**Problem requirements**
Find the lines of the listing that contain the string "BlockHeader", and return them.
***** Extracted data
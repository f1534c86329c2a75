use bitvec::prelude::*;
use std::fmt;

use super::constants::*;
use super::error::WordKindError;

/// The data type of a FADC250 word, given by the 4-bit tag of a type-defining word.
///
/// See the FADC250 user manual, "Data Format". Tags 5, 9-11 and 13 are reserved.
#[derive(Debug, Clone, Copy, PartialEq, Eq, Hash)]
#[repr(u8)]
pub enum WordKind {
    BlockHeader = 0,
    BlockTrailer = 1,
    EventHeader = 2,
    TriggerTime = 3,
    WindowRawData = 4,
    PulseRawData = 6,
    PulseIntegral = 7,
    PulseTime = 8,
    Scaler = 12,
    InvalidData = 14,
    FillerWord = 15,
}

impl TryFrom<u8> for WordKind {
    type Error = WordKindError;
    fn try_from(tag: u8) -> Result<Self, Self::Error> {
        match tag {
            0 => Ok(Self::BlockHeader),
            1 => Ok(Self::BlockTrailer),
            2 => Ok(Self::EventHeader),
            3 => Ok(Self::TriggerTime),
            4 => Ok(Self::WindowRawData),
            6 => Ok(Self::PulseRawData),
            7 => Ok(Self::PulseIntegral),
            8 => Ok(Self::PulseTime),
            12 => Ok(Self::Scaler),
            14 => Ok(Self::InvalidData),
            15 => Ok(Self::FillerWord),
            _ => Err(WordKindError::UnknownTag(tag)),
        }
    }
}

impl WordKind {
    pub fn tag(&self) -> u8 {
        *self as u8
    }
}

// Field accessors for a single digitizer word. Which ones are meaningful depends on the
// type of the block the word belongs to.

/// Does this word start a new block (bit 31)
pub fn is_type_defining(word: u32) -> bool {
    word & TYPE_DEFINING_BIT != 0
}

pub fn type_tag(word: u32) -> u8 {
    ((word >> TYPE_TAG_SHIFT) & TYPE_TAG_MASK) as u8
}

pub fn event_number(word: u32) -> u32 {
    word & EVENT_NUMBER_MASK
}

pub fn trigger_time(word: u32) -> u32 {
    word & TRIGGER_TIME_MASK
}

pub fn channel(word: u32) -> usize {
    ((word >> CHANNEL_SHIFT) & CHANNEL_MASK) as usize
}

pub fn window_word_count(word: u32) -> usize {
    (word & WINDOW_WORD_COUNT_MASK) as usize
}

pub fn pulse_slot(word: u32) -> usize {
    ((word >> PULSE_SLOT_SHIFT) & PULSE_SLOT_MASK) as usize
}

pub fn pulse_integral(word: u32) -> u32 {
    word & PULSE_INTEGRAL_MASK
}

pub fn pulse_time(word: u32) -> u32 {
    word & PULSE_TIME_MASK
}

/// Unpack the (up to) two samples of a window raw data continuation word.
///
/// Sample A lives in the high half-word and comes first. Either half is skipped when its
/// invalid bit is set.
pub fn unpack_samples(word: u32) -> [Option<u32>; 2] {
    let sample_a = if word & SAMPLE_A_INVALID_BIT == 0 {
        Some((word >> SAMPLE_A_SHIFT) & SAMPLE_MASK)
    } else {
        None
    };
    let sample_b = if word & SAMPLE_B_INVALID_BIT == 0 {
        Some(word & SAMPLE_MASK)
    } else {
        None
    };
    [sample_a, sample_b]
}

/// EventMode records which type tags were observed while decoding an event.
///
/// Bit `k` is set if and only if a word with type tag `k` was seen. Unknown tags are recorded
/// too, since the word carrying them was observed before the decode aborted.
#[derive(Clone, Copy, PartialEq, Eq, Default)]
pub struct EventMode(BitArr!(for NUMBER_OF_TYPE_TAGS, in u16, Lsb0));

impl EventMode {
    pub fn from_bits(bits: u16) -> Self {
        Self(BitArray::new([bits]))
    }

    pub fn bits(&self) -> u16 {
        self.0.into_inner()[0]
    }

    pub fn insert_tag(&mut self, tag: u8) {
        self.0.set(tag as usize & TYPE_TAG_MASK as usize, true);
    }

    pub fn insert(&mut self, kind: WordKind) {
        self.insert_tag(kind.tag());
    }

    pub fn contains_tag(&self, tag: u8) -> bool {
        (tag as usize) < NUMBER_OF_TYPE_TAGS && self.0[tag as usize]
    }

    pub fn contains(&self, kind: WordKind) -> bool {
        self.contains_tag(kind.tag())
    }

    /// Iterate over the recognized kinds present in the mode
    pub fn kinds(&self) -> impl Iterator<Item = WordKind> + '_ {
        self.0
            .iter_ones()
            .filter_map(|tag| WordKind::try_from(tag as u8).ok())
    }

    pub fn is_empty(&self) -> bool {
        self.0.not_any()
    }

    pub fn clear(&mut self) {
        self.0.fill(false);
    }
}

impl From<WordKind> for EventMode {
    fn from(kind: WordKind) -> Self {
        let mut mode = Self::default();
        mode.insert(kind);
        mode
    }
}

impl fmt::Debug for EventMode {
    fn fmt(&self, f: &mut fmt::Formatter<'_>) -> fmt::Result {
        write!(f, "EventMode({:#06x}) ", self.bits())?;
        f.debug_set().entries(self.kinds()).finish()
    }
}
**********
**Exercise response**
    BlockHeader = 0,
            0 => Ok(Self::BlockHeader),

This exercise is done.